- Your task
Return only the lines of the listing below that run from the line with "filename src/routes/health.rs" through the line with "did not answer", both ends included, exactly as written.

- Data under study
-- -- --
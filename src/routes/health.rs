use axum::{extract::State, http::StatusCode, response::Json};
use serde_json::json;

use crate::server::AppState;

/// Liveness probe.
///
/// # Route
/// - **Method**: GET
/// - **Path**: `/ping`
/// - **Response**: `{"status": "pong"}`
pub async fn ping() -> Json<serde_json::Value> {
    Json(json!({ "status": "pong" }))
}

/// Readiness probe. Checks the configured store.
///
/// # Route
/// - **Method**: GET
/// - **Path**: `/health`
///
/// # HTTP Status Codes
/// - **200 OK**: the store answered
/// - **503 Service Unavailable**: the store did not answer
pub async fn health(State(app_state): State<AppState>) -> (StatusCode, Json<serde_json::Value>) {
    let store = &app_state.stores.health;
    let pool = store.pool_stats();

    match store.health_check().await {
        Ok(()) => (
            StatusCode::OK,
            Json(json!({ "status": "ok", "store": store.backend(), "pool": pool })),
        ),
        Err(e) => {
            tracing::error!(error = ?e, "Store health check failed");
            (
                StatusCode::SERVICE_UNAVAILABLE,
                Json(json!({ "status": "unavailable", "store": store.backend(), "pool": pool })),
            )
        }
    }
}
-- -- --
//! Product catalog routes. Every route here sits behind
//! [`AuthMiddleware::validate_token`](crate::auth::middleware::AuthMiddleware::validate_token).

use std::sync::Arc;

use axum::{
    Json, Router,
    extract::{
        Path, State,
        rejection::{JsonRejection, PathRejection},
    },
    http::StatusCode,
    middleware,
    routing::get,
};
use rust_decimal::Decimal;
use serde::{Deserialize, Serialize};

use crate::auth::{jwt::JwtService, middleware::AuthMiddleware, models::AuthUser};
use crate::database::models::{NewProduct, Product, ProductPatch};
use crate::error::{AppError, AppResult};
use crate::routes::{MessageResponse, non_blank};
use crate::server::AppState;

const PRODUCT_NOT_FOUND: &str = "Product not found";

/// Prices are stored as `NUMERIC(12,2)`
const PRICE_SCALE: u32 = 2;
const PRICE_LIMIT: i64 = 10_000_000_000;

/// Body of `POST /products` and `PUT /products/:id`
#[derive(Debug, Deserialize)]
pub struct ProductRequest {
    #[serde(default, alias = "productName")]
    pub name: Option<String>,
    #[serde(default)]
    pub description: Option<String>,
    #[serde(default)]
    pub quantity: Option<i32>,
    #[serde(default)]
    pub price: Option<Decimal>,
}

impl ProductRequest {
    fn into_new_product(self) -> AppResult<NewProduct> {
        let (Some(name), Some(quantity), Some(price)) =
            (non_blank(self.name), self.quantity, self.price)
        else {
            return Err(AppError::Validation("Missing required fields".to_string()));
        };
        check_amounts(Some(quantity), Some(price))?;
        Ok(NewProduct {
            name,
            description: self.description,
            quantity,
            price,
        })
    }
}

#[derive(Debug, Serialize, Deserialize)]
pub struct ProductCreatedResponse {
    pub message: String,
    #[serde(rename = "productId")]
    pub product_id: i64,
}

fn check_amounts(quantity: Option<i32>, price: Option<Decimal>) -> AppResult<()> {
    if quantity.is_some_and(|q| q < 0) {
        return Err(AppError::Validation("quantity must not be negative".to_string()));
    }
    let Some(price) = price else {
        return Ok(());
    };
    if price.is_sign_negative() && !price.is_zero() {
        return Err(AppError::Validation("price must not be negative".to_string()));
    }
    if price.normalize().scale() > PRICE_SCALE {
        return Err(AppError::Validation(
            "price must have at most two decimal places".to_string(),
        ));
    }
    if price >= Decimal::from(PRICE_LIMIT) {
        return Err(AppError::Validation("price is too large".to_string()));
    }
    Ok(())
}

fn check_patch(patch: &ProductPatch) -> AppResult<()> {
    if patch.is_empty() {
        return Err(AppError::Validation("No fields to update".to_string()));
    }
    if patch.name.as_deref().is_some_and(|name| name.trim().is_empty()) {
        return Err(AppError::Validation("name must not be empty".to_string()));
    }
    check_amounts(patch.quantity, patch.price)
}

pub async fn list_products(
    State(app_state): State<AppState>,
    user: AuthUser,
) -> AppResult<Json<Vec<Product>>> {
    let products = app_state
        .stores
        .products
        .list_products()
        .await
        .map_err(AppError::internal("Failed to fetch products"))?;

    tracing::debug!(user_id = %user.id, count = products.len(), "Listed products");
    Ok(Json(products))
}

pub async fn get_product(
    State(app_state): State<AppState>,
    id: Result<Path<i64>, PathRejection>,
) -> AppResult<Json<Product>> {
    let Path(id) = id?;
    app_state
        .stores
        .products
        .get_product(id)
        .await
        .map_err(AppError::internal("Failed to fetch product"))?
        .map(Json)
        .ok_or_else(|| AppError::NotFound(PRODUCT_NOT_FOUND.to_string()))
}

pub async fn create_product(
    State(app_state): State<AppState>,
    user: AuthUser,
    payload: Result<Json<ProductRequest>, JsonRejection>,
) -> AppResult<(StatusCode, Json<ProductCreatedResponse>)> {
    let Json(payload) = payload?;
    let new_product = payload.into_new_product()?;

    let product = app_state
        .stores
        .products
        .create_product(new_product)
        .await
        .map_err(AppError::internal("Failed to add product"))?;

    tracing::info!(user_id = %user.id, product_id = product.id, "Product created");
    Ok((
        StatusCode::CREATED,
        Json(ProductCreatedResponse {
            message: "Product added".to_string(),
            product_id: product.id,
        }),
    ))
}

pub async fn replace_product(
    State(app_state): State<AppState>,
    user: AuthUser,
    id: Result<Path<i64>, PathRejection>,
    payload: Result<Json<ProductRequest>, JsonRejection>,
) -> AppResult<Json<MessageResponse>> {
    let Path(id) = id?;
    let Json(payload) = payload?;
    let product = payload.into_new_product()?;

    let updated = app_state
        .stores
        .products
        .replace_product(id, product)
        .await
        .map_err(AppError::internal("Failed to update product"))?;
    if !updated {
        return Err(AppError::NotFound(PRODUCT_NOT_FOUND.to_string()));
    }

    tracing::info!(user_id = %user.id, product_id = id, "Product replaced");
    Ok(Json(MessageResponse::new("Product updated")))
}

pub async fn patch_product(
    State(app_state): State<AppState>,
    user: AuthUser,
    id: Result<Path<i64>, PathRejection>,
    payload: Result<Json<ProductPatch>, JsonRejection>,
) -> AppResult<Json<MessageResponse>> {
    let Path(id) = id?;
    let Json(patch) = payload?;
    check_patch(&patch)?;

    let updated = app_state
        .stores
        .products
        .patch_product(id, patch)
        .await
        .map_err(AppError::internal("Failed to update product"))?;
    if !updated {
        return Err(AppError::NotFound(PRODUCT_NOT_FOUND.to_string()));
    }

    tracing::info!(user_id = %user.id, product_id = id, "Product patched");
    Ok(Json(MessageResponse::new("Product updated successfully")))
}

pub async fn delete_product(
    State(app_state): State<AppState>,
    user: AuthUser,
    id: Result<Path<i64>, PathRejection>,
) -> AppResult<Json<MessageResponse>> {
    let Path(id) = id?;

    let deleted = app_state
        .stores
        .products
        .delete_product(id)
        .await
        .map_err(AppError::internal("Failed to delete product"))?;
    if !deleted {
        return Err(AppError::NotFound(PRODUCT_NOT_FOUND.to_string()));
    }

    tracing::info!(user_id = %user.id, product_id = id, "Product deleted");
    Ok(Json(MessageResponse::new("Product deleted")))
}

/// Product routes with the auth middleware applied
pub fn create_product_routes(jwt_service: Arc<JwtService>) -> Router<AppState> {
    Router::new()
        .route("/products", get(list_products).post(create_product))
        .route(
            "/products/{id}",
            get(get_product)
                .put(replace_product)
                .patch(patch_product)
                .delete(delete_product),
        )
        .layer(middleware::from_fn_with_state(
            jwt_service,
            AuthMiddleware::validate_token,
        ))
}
-- -- --
- Completed exercise
filename src/routes/health.rs
use axum::{extract::State, http::StatusCode, response::Json};
use serde_json::json;

use crate::server::AppState;

/// Liveness probe.
///
/// # Route
/// - **Method**: GET
/// - **Path**: `/ping`
/// - **Response**: `{"status": "pong"}`
pub async fn ping() -> Json<serde_json::Value> {
    Json(json!({ "status": "pong" }))
}

/// Readiness probe. Checks the configured store.
///
/// # Route
/// - **Method**: GET
/// - **Path**: `/health`
///
/// # HTTP Status Codes
/// - **200 OK**: the store answered
/// - **503 Service Unavailable**: the store did not answer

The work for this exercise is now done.